* [Requirement]: Below are some records. Return exactly the lines from the one containing "pub struct DiagnosticsReport" through the one containing "assert_eq!(report.annual_p50, 7.0);", both included, and only those.

* [Records to use]:
------------------------------------------------------------
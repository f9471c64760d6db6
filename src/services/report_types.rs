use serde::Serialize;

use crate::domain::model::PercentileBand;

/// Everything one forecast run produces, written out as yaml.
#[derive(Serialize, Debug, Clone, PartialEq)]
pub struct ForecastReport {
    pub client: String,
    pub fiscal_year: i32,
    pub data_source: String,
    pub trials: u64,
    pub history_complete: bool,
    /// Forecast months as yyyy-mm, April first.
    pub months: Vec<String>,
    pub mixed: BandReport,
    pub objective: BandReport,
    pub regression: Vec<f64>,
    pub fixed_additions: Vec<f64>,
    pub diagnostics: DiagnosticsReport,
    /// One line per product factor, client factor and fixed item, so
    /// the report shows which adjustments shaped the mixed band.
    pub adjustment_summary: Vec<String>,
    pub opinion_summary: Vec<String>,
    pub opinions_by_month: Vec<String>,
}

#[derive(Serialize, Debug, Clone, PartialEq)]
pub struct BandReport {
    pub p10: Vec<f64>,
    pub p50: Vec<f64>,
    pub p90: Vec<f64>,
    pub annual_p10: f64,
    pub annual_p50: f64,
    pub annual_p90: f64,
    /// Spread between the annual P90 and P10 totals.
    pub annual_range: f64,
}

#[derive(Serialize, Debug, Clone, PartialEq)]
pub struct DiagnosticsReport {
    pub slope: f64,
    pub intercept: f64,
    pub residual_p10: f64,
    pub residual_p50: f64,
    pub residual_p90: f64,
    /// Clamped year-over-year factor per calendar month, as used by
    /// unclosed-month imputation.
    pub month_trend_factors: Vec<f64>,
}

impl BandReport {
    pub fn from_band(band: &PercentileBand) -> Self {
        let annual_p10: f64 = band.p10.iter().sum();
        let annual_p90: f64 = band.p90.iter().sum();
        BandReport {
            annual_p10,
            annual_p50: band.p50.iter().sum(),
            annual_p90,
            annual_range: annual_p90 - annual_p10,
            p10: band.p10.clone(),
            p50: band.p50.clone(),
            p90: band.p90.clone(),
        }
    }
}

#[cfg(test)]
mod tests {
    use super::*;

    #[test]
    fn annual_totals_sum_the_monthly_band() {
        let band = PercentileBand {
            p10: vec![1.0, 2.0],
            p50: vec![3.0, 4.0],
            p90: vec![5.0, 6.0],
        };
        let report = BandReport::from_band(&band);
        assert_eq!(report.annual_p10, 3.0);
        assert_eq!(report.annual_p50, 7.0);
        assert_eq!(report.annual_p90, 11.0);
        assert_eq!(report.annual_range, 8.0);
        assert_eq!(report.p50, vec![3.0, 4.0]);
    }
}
------------------------------------------------------------
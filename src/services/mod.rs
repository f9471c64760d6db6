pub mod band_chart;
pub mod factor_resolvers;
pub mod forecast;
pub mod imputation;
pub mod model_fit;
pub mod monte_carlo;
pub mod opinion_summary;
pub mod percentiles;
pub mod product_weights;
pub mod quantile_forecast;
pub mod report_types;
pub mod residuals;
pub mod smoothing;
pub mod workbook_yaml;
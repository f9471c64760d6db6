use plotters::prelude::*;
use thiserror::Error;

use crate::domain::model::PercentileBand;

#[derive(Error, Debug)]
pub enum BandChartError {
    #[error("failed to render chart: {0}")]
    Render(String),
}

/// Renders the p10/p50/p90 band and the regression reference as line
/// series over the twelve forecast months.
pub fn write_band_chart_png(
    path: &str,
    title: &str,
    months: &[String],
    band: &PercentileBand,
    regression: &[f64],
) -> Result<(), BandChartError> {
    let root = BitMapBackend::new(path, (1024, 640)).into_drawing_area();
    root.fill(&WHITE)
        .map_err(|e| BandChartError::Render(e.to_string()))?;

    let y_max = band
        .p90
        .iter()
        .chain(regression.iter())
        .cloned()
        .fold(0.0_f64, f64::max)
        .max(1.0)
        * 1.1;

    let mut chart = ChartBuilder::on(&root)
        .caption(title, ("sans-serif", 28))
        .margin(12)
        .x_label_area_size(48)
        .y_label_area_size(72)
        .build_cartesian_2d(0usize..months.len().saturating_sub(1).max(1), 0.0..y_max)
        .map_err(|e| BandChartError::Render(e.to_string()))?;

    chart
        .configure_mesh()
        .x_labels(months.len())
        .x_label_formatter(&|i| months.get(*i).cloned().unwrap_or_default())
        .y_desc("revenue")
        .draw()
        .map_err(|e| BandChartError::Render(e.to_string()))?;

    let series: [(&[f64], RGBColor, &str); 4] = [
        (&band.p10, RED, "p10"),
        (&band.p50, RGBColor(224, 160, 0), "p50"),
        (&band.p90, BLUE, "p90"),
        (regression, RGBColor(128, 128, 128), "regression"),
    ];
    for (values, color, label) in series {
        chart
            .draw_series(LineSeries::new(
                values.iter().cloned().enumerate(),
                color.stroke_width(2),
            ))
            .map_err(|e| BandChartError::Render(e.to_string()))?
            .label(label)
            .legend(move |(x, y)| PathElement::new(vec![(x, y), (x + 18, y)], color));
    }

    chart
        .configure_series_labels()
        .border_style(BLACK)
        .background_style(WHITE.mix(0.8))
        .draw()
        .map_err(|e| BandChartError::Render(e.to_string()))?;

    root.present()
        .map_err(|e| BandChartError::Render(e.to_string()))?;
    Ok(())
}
------------------------------------------------------------
* [Solution to this problem]:
pub struct DiagnosticsReport {
    pub slope: f64,
    pub intercept: f64,
    pub residual_p10: f64,
    pub residual_p50: f64,
    pub residual_p90: f64,
    /// Clamped year-over-year factor per calendar month, as used by
    /// unclosed-month imputation.
    pub month_trend_factors: Vec<f64>,
}

impl BandReport {
    pub fn from_band(band: &PercentileBand) -> Self {
        let annual_p10: f64 = band.p10.iter().sum();
        let annual_p90: f64 = band.p90.iter().sum();
        BandReport {
            annual_p10,
            annual_p50: band.p50.iter().sum(),
            annual_p90,
            annual_range: annual_p90 - annual_p10,
            p10: band.p10.clone(),
            p50: band.p50.clone(),
            p90: band.p90.clone(),
        }
    }
}

#[cfg(test)]
mod tests {
    use super::*;

    #[test]
    fn annual_totals_sum_the_monthly_band() {
        let band = PercentileBand {
            p10: vec![1.0, 2.0],
            p50: vec![3.0, 4.0],
            p90: vec![5.0, 6.0],
        };
        let report = BandReport::from_band(&band);
        assert_eq!(report.annual_p10, 3.0);
        assert_eq!(report.annual_p50, 7.0);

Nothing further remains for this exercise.